Hi everyone! For the last two years, I worked my mother-in-law's farm and while our soil was loaded with huge chunks of shale, it was still fairly usable dirt. I've moved less than a mile around the corner, to an 8 acre property and the dirt is like pure sand! This property is a rental, but could become permanent, and I just don't know if it's possible or how to get the dirt to where it's going to be workable. I have grown for market for the last two years, traditional vegetable gardening using organic methods. Am I going to have to do raised beds with imported dirt, or is the sand something I can grow in? I can't imagine how long it would take to compost enough to get the soil ammended. Also, this property used to be a Christmas tree farm. I haven't had the soil tested, but I'm guessing it will be ridiculously high acid. There aren't too many pines here now, though there are some large specimens that remain. We have a pond out back, but mostly the land is overgrown, burr-filled yuck. We have no tractor, and no access to one. I'm at a loss.

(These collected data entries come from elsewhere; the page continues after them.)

use bio::alphabets::dna;
use bio_types::strand::Strand;

use crate::enzyme::EnzymeSpec;
use crate::pattern::Pattern;
use crate::sequence::{Sequence, Topology};

/// A recognition site. `start` is always given in forward-strand coordinates,
/// i.e. the leftmost base of the site on the top strand.
#[derive(Clone, Debug, PartialEq)]
pub struct RestrictionSite<'a> {
    pub enzyme: &'a EnzymeSpec,
    pub start: usize,
    pub strand: Strand,
}

/// Start of every window of `sequence` matching `pattern`. Windows of circular
/// sequences wrap around the end, giving exactly one window per base.
fn match_starts(sequence: &[u8], pattern: &Pattern, topology: Topology) -> Vec<usize> {
    let extended;
    let sequence = match topology {
        Topology::Linear => sequence,
        Topology::Circular => {
            extended = [sequence, &sequence[..pattern.len() - 1]].concat();
            &extended[..]
        }
    };

    sequence
        .windows(pattern.len())
        .enumerate()
        .filter(|(_, window)| pattern.matches(window))
        .map(|(idx, _)| idx)
        .collect()
}

fn collect_forward_sites<'a>(sequence: &Sequence, enzyme: &'a EnzymeSpec) -> Vec<RestrictionSite<'a>> {
    match_starts(sequence.seq(), enzyme.pattern(), sequence.topology())
        .into_iter()
        .map(|start| RestrictionSite {
            enzyme,
            start,
            strand: Strand::Forward,
        })
        .collect()
}

fn collect_reverse_sites<'a>(sequence: &Sequence, enzyme: &'a EnzymeSpec) -> Vec<RestrictionSite<'a>> {
    let len = sequence.len();
    let width = enzyme.len();
    let revcomp = dna::revcomp(sequence.seq());

    match_starts(&revcomp, enzyme.pattern(), sequence.topology())
        .into_iter()
        .map(|idx| {
            let start = match sequence.topology() {
                Topology::Linear => len - width - idx,
                Topology::Circular => (2 * len - width - idx) % len,
            };

            RestrictionSite {
                enzyme,
                start,
                strand: Strand::Reverse,
            }
        })
        .collect()
}

/// Finds every site of `enzyme` in `sequence` on either strand, ordered by
/// start with forward sites first. Overlapping sites are all reported; a
/// non-palindromic site may match both strands at the same start, and each
/// such match is kept since the two cut at different positions.
pub fn find_sites<'a>(sequence: &Sequence, enzyme: &'a EnzymeSpec) -> Vec<RestrictionSite<'a>> {
    if enzyme.pattern().is_empty() || enzyme.len() > sequence.len() {
        return Vec::new();
    }

    let mut sites = collect_forward_sites(sequence, enzyme);
    if !enzyme.pattern().is_palindrome() {
        sites.append(&mut collect_reverse_sites(sequence, enzyme));
    }

    // Stable sort keeps forward sites ahead of reverse sites at the same start
    sites.sort_by_key(|site| site.start);

    sites
}
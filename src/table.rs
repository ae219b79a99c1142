use std::fmt::Debug;
use std::fs::File;
use std::io::prelude::*;
use std::io::BufReader;
use std::path::Path;

use crate::errors::*;

fn is_content(line: &str) -> bool {
    let line = line.trim();

    !line.is_empty() && !line.starts_with('#')
}

/// Reads tab-separated rows, skipping blank lines and `#` comments.
pub fn read_from<R: BufRead>(reader: R) -> Result<Vec<Vec<String>>> {
    let mut table: Vec<Vec<String>> = Vec::new();
    for line in reader.lines() {
        let line = line.chain_err(|| "error reading line from table")?;
        if is_content(&line) {
            table.push(line.split('\t').map(|v| v.to_string()).collect());
        }
    }

    Ok(table)
}

pub fn read<P: AsRef<Path> + Debug>(path: &P) -> Result<Vec<Vec<String>>> {
    let file = File::open(path).chain_err(|| format!("failed to open table {:?}", path))?;

    read_from(BufReader::new(file))
}

/// Reads enzyme names separated by commas and/or whitespace.
pub fn names_from<R: BufRead>(reader: R) -> Result<Vec<String>> {
    let mut names = Vec::new();
    for line in reader.lines() {
        let line = line.chain_err(|| "error reading line from list of names")?;
        if is_content(&line) {
            names.extend(
                line.split(|c: char| c == ',' || c.is_whitespace())
                    .filter(|v| !v.is_empty())
                    .map(|v| v.to_string()),
            );
        }
    }

    Ok(names)
}

pub fn read_names<P: AsRef<Path> + Debug>(path: &P) -> Result<Vec<String>> {
    let file = File::open(path).chain_err(|| format!("failed to open list of names {:?}", path))?;

    names_from(BufReader::new(file))
}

Any advice?
mevnmart - we raisede vegetables in Palm Beach County, Florida where it was grey/black sand. Each August we had a dump truck load of aged horse manure delivered. We also (bribed) tree trimmers to drop their loads in our front yard. We also found where the local tree trimmings were dumped on County property and used to help ourselves - but that was hard work!
When I moved to Charlotte NC and tried to put a spade into the hard red clay here, I wished I had some of that Florida sand to loosen it!
If you dig down 3-4 feet, do you hit a layer of clay? Maybe all the fine stuff eluviated out of the surface layers (I think "eluviated" is the right for fine solids washing out of a layer).
I don't know about deep, deep turning 8 acres! Especially not on rented land.
But maybe you could excavate enough clay and silt to make some raised beds, while you plant cover crops elsewhere and let them make compost for you. Maybe dig your test holes in the lowest spots and hope the better parts of the soil washed downhill.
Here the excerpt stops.